2. Electrolysis of water. It only makes sense if water is cheap or freely avail-able. The conversion efficiency of electrolysis is less than one on an electric energy in (in electric kW-hr) versus hydrogen chemical heat energy out (in Joules or BTU) basis.) This concept only works for energy storage applications where electricity is available from intermittent power plants, such as wind or solar.
Hydrogen from electricity, then, is effectively nothing more than an energy storage option, and possibly an energy transportation alternative if one considers hydrogen transport by pipeline or truck.

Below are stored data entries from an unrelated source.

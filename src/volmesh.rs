use glam::DVec3;
use log::debug;
use std::collections::{BTreeMap, BTreeSet};

use crate::{
    attributes::{AttrValue, AttrView, AttributeSchema, Attributes},
    element::{CH, Handle, KeyAllocator, VH},
    error::Error,
    mesh::split_coordinates,
};

#[derive(Clone, Debug, PartialEq)]
pub(crate) struct CellVertexRecord {
    pub(crate) point: DVec3,
    pub(crate) attrs: Attributes,
}

#[derive(Clone, Debug, PartialEq)]
pub(crate) struct CellRecord {
    pub(crate) faces: Vec<Vec<VH>>,
    pub(crate) attrs: Attributes,
}

/// A halfface polyhedral mesh.
///
/// The halfedge scheme taken one dimension up: a cell is an ordered
/// collection of face cycles that close into an oriented shell, and every
/// cyclic vertex triplet of every face binds the owning cell. The triplet
/// with the opposite orientation belongs to the neighboring cell across that
/// face, or to no cell when the face lies on the boundary of the volume.
///
/// Iteration over vertices and cells is in ascending key order, which
/// coincides with insertion order for auto-allocated keys.
#[derive(Clone, Debug, Default, PartialEq)]
pub struct VolMesh {
    pub(crate) vertices: BTreeMap<VH, CellVertexRecord>,
    pub(crate) cells: BTreeMap<CH, CellRecord>,
    pub(crate) halffaces: BTreeMap<[VH; 3], CH>,
    pub(crate) vertex_alloc: KeyAllocator,
    pub(crate) cell_alloc: KeyAllocator,
    pub(crate) default_vertex_attrs: AttributeSchema,
    pub(crate) default_cell_attrs: AttributeSchema,
}

/// Cyclic consecutive vertex triplets of a face cycle.
pub(crate) fn face_triplets(cycle: &[VH]) -> impl Iterator<Item = [VH; 3]> + '_ {
    let n = cycle.len();
    (0..n).map(move |i| [cycle[i], cycle[(i + 1) % n], cycle[(i + 2) % n]])
}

Now let us talk about using hydrogen for power. From the GT perspective, hydrogen is an excellent fuel. It is flammable, has good flame stability and has a reasonable heating value. There are drawbacks:
• A low auto-ignition temperature and delay time
• A high flame speed, which can cause flashback difficulties• A higher water percentage in the exhaust, which may require a firing temperature reduction to keep hot-section part life unaffected.

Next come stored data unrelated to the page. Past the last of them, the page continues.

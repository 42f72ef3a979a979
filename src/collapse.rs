use log::debug;
use std::collections::{BTreeMap, BTreeSet};

use crate::{
    attributes::Attributes,
    element::{FH, VH},
    error::Error,
    mesh::{FaceRecord, Mesh, cycle_pairs, edge_key},
};

impl Mesh {
    /// Check if it is safe to collapse the edge `(u, v)`.
    ///
    /// Two conditions must hold. The link condition: every vertex adjacent
    /// to both `u` and `v` must be the apex of a triangle incident to the
    /// edge, otherwise the collapse would fold distinct faces onto each
    /// other. The boundary condition: when both endpoints lie on the
    /// boundary, the edge itself must be a boundary edge, otherwise the
    /// collapse would merge two boundary components.
    pub fn check_edge_collapse(&self, u: VH, v: VH) -> Result<bool, Error> {
        let fu = self.halfedge_face(u, v)?;
        let fv = self.halfedge_face(v, u)?;
        if fu.is_some()
            && fv.is_some()
            && self.is_vertex_on_boundary(u)?
            && self.is_vertex_on_boundary(v)?
        {
            return Ok(false);
        }
        let mut allowed = BTreeSet::new();
        for f in [fu, fv].into_iter().flatten() {
            let cycle = self.face_vertices(f)?;
            if cycle.len() == 3 {
                for x in cycle {
                    if *x != u && *x != v {
                        allowed.insert(*x);
                    }
                }
            }
        }
        let nbrs_u: BTreeSet<VH> = self.vertex_neighbors(u, false)?.into_iter().collect();
        for w in self.vertex_neighbors(v, false)? {
            if w != u && nbrs_u.contains(&w) && !allowed.contains(&w) {
                return Ok(false);
            }
        }
        Ok(true)
    }

    /// Collapse the edge `(u, v)`, merging `v` into `u`.
    ///
    /// Faces reduced below three distinct vertices are deleted; the others
    /// are rewired in place, keeping their keys and attributes. `u` keeps
    /// its attribute record and position; attribute records of edges
    /// incident to `v` are dropped. Without `force` the collapse must pass
    /// [`Mesh::check_edge_collapse`], and even a forced collapse fails with
    /// [`Error::IllegalCollapse`] when the rewired faces cannot be bound
    /// consistently.
    pub fn collapse_edge(&mut self, u: VH, v: VH, force: bool) -> Result<(), Error> {
        if !self.has_edge(u, v) {
            return Err(Error::EdgeNotFound(u, v));
        }
        if !force && !self.check_edge_collapse(u, v)? {
            return Err(Error::IllegalCollapse(u, v));
        }
        let faces_v: BTreeSet<FH> = self.vertex_faces(v)?.into_iter().collect();
        let mut kept: BTreeMap<FH, Vec<VH>> = BTreeMap::new();
        let mut dropped = Vec::new();
        for f in &faces_v {
            let cycle = collapse_cycle(self.face_vertices(*f)?, v, u);
            if cycle.len() < 3 || !all_distinct(&cycle) {
                dropped.push(*f);
            } else {
                kept.insert(*f, cycle);
            }
        }
        // The rewired cycles must not claim a halfedge twice, nor one bound
        // to a face that is not being rewired.
        let mut claimed = BTreeSet::new();
        for cycle in kept.values() {
            for (a, b) in cycle_pairs(cycle) {
                if !claimed.insert((a, b)) {
                    return Err(Error::IllegalCollapse(u, v));
                }
                if let Some(Some(g)) = self.halfedge.get(&a).and_then(|row| row.get(&b)) {
                    if !faces_v.contains(g) {
                        return Err(Error::IllegalCollapse(u, v));
                    }
                }
            }
        }
        // Commit. Unbind every face around v, retire v and its edges, then
        // rebind the surviving faces under their original keys.
        let mut records: BTreeMap<FH, Attributes> = BTreeMap::new();
        for f in &faces_v {
            let rec = self.faces.remove(f).ok_or(Error::FaceNotFound(*f))?;
            for (a, b) in cycle_pairs(&rec.cycle) {
                if let Some(slot) = self.halfedge.get_mut(&a).and_then(|row| row.get_mut(&b)) {
                    if *slot == Some(*f) {
                        *slot = None;
                    }
                }
            }
            records.insert(*f, rec.attrs);
        }
        let nbrs: Vec<VH> = self
            .halfedge
            .remove(&v)
            .unwrap_or_default()
            .into_keys()
            .collect();
        for w in nbrs {
            if let Some(row) = self.halfedge.get_mut(&w) {
                row.remove(&v);
            }
            self.edge_attrs.remove(&edge_key(v, w));
        }
        self.vertices.remove(&v);
        for (f, cycle) in kept {
            for (a, b) in cycle_pairs(&cycle) {
                self.bind_halfedge(a, b, Some(f));
            }
            let attrs = records.remove(&f).unwrap_or_default();
            self.faces.insert(f, FaceRecord { cycle, attrs });
        }
        debug!(
            "collapsed edge ({u}, {v}); dropped {} degenerate faces",
            dropped.len()
        );
        Ok(())
    }
}

/// Replace `from` with `to` in a cycle and drop the duplicates this creates
/// at the seam.
fn collapse_cycle(cycle: &[VH], from: VH, to: VH) -> Vec<VH> {
    let mut out: Vec<VH> = Vec::with_capacity(cycle.len());
    for x in cycle {
        let x = if *x == from { to } else { *x };
        if out.last() != Some(&x) {
            out.push(x);
        }
    }
    while out.len() > 1 && out.first() == out.last() {
        out.pop();
    }
    out
}

fn all_distinct(cycle: &[VH]) -> bool {
    let mut seen = BTreeSet::new();
    cycle.iter().all(|x| seen.insert(*x))
}

#[cfg(test)]
mod test {
    use crate::{
        element::VH,
        error::Error,
        mesh::test::quad_grid,
    };

    #[test]
    fn t_collapse_interior_edge_of_grid() {
        let mut mesh = quad_grid(2);
        mesh.collapse_edge(4.into(), 1.into(), false)
            .expect("Cannot collapse edge");
        assert_eq!(mesh.number_of_vertices(), 8);
        assert_eq!(mesh.number_of_faces(), 4);
        assert_eq!(
            mesh.face_vertices(0.into()).expect("Missing face"),
            [VH::from(0), 4.into(), 3.into()]
        );
        assert_eq!(
            mesh.face_vertices(1.into()).expect("Missing face"),
            [VH::from(4), 2.into(), 5.into()]
        );
        assert_eq!(mesh.number_of_edges(), 11);
        assert!(mesh.is_valid());
        assert!(mesh.is_manifold());
    }

    #[test]
    fn t_collapse_keeps_target_attributes() {
        let mut mesh = quad_grid(2);
        mesh.set_vertex_attr(4.into(), "tag", 1.0)
            .expect("Cannot set attribute");
        mesh.set_vertex_attr(1.into(), "tag", 2.0)
            .expect("Cannot set attribute");
        let p4 = mesh.vertex_point(4.into()).expect("Missing vertex");
        mesh.collapse_edge(4.into(), 1.into(), false)
            .expect("Cannot collapse edge");
        assert_eq!(
            mesh.vertex_attr(4.into(), "tag").expect("Missing attribute"),
            1.0.into()
        );
        assert_eq!(mesh.vertex_point(4.into()).expect("Missing vertex"), p4);
        assert_eq!(
            mesh.vertex_attr(1.into(), "tag"),
            Err(Error::VertexNotFound(1.into()))
        );
    }

    #[test]
    fn t_collapse_across_two_boundaries_is_illegal() {
        let mut mesh = quad_grid(3);
        // Punch a hole in the middle; vertices 5 and 1 then lie on the two
        // distinct boundary loops while the edge between them is interior.
        let hole = mesh
            .halfedge_face(5.into(), 6.into())
            .expect("Missing halfedge")
            .expect("Expected an interior face");
        mesh.delete_face(hole).expect("Cannot delete face");
        assert_eq!(
            mesh.collapse_edge(1.into(), 5.into(), false),
            Err(Error::IllegalCollapse(1.into(), 5.into()))
        );
        // Nothing was mutated.
        assert_eq!(mesh.number_of_vertices(), 16);
        assert!(mesh.is_valid());
    }

    #[test]
    fn t_forced_collapse_pinches_the_mesh() {
        let mut mesh = quad_grid(3);
        let hole = mesh
            .halfedge_face(5.into(), 6.into())
            .expect("Missing halfedge")
            .expect("Expected an interior face");
        mesh.delete_face(hole).expect("Cannot delete face");
        mesh.collapse_edge(1.into(), 5.into(), true)
            .expect("Forced collapse must go through");
        assert_eq!(mesh.number_of_vertices(), 15);
        assert_eq!(mesh.number_of_faces(), 8);
        assert!(mesh.is_valid());
        assert!(!mesh.is_manifold());
    }

    #[test]
    fn t_collapse_missing_edge_fails() {
        let mut mesh = quad_grid(2);
        assert_eq!(
            mesh.collapse_edge(0.into(), 8.into(), false),
            Err(Error::EdgeNotFound(0.into(), 8.into()))
        );
    }
}
use log::debug;
use std::collections::{BTreeMap, BTreeSet, VecDeque};

use crate::{
    attributes::{AttrValue, AttrView, AttributeSchema, Attributes},
    element::{Handle, KeyAllocator, VH},
    error::Error,
};

/// A directed edge-graph: nodes and directed edges between node pairs.
///
/// This is the foundation structure with no face concept. At most one edge
/// may exist per ordered node pair; `(u, v)` and `(v, u)` are two distinct
/// edges and may coexist. Nodes and edges carry attribute records resolved
/// against instance-owned default templates.
///
/// Iteration over nodes and edges is in ascending key order. Auto-allocated
/// keys are monotonic, so this coincides with insertion order unless the
/// caller supplies out-of-order explicit keys.
#[derive(Clone, Debug, PartialEq)]
pub struct Graph {
    pub(crate) nodes: BTreeMap<VH, Attributes>,
    pub(crate) succ: BTreeMap<VH, BTreeMap<VH, Attributes>>,
    pub(crate) pred: BTreeMap<VH, BTreeSet<VH>>,
    pub(crate) node_alloc: KeyAllocator,
    pub(crate) default_node_attrs: AttributeSchema,
    pub(crate) default_edge_attrs: AttributeSchema,
    pub(crate) auto_create_nodes: bool,
}

impl Default for Graph {
    fn default() -> Self {
        Self::new()
    }
}
/*!
This is a key-addressed topology kernel for graphs, halfedge polygon meshes
and halfface polyhedral meshes, inspired by the datastructures of
[COMPAS](https://compas.dev/). Entities are identified by stable keys rather
than positional indices, so meshes can be mutated incrementally without
invalidating references held elsewhere.

# Overview

+ [`Graph`] is a directed edge-graph: nodes and at most one directed edge per
  ordered node pair, each carrying an attribute record.

+ [`Mesh`] is a halfedge polygon mesh built on the same keying scheme. Faces
  are ordered vertex cycles; every consecutive pair of cycle vertices binds a
  directed halfedge to the face, and the opposite halfedge belongs to the
  neighboring face or to the boundary. On top of the adjacency it provides
  Euler operators ([`Mesh::split_edge`], [`Mesh::collapse_edge`],
  [`Mesh::split_face`], [`Mesh::join_faces`]) and traversal queries (ordered
  vertex neighborhoods, boundary loops, edge loops and strips).

+ [`VolMesh`] takes the halfedge scheme one dimension up: cells are closed
  shells of face cycles, and every oriented vertex triplet of every face
  binds the owning cell.

+ All three structures carry per-entity attribute records resolved against
  instance-owned default templates, and convert to and from plain
  serializable forms ([`GraphData`], [`MeshData`], [`VolMeshData`]) with
  exact round-trip semantics, keys and allocator state included.

Vertex positions are first class: they live as [`glam::DVec3`] on the
structures and are exposed through the attribute API under the reserved
names `"x"`, `"y"` and `"z"`.
*/

mod attributes;
mod check;
mod collapse;
mod data;
mod edit;
mod element;
mod error;
mod graph;
mod iterator;
mod mesh;
mod volmesh;

pub use attributes::{AttrValue, AttrView, AttributeSchema, Attributes};
pub use data::{CellData, EdgeAttrData, FaceData, GraphData, MeshData, VertexData, VolMeshData};
pub use element::{CH, FH, Handle, VH};
pub use error::Error;
pub use graph::Graph;
pub use mesh::{Mesh, MeshMode};
pub use volmesh::VolMesh;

Hydrogen combustion also requires a secondary liquid or gas fuel and purge skid for safety during startup and shutdowns. Hydrogen combustion up to 100% in GTs has been done for the last 40 years by multiple vendors for gasification, steel mill and refinery applications. A customized combustor and fuel gas supply system is required. But otherwise hydrogen-fueled GTs are a manageable engineering challenge.

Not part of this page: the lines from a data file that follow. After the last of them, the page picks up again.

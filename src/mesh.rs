use glam::DVec3;
use itertools::Itertools;
use log::debug;
use serde::{Deserialize, Serialize};
use std::collections::{BTreeMap, BTreeSet};

use crate::{
    attributes::{AttrValue, AttrView, AttributeSchema, Attributes},
    element::{FH, KeyAllocator, VH},
    error::Error,
    iterator,
};

/// How the mesh treats a halfedge that a new face wants to bind while it is
/// already bound elsewhere.
#[derive(Copy, Clone, Debug, Default, PartialEq, Eq, Serialize, Deserialize)]
pub enum MeshMode {
    /// Reject the face with [`Error::NonManifoldHalfedge`].
    #[default]
    Strict,
    /// Record the face but keep the first owner of the halfedge; the
    /// condition is flagged through `is_manifold() == false`.
    Permissive,
}

#[derive(Clone, Debug, PartialEq)]
pub(crate) struct VertexRecord {
    pub(crate) point: DVec3,
    pub(crate) attrs: Attributes,
}

#[derive(Clone, Debug, PartialEq)]
pub(crate) struct FaceRecord {
    pub(crate) cycle: Vec<VH>,
    pub(crate) attrs: Attributes,
}

/// A halfedge polygon mesh.
///
/// Vertices, faces and their attribute records are addressed by stable keys;
/// an undirected edge is identified by its vertex pair, and each of its two
/// halfedges `(u, v)` and `(v, u)` is bound to at most one face. A face is an
/// ordered vertex cycle (length >= 3); the cycle direction fixes the normal
/// convention, and for each consecutive pair `(u, v)` the halfedge `(u, v)`
/// is bound to that face.
///
/// Iteration over vertices, edges and faces is in ascending key order, which
/// coincides with insertion order for auto-allocated keys.
#[derive(Clone, Debug, PartialEq)]
pub struct Mesh {
    pub(crate) vertices: BTreeMap<VH, VertexRecord>,
    pub(crate) halfedge: BTreeMap<VH, BTreeMap<VH, Option<FH>>>,
    pub(crate) faces: BTreeMap<FH, FaceRecord>,
    pub(crate) edge_attrs: BTreeMap<(VH, VH), Attributes>,
    pub(crate) vertex_alloc: KeyAllocator,
    pub(crate) face_alloc: KeyAllocator,
    pub(crate) default_vertex_attrs: AttributeSchema,
    pub(crate) default_edge_attrs: AttributeSchema,
    pub(crate) default_face_attrs: AttributeSchema,
    pub(crate) mode: MeshMode,
    pub(crate) nonmanifold: bool,
}

/// Canonical identity of an undirected edge.
pub(crate) fn edge_key(u: VH, v: VH) -> (VH, VH) {
    if u <= v { (u, v) } else { (v, u) }
}

impl Default for Mesh {
    fn default() -> Self {
        Self::new()
    }
}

Obviously, package safety must be considered, and special purge cycles must be implemented to avoid explosion risk during failed starts. Originally, most GT hydrogen combustors were diffusion flame with a diluent for NOx control. More recently, there have been developments for lean pre-mixed combustors for hydrogen with high-velocity pre-mixers, micro-mixers or staged combustion systems.
There is a reason that hydrogen in its pure form does not occur abundantly in nature unlike other fuels, such as coal, natural, gas and oil. It is highly reactive and, thus, very explosive. This makes it difficult to handle, store and transport.
Does this sound like a great energy storage medium? It is not necessary go all the way back to the Hindenburg airship or the Challenger Space Shuttle accident to find problems with hydrogen. Recent hydrogen fueling station explosions in California and Norway are reminders that it is must be handled carefully.
Aside from volatility, there are major economic challenges. The roundtrip energy-storage efficiency of hydrogen-based systems is low. Production from electrolysis based on energy in versus energy stored is 70% to 80% for modern systems. State-of-the-art efficiency of heat engines is below 65%. Therefore, total storage roundtrip is at best 50% without considering parasitic and auxiliary losses. Once compression power, leakage and electrical losses are included, roundtrip efficiency of 45% is optimistic.
And then there is transportation to consider. Rather than 100% hydrogen, it may be more practical to spike natural gas with the produced hydrogen. Mixing lower levels of hydrogen into existing pipelines is a viable option with current technology and infra-structure. A natural gas-hydrogen mixture with moderate levels of hydrogen can be burned in more or less standard lean pre-mix systems, the gas compressors already installed in pipelines can remain in service, and safety issues regarding failed starts or leaks are manageable.
Several studies have shown that this approach works with up to 5% hydrogen and can possibly be extended to as high as 10% without significantly affecting transportation requirements and power plant operation. However, natural gas with hydrogen above that percentage becomes expensive since all existing pipelines and power plants would need to be re-engineered and retrofitted. Also, transporting hydrogen in higher concentrations in pipelines is inefficient since it is a light gas. There is nothing on the horizon to indicate that the necessary infrastructure is being built to generate hydrogen from renewables in an amount that would even create a 1% hydrogen content in natural gas pipelines.
At current prices, hydrogen is too valuable to be burned in a GT. It takes too much energy to make and transport it and its roundtrip efficiency is low. Bottom line: hydrogen power may be all over the news, but like the Hindenburg, this trend will ultimately go up in flames.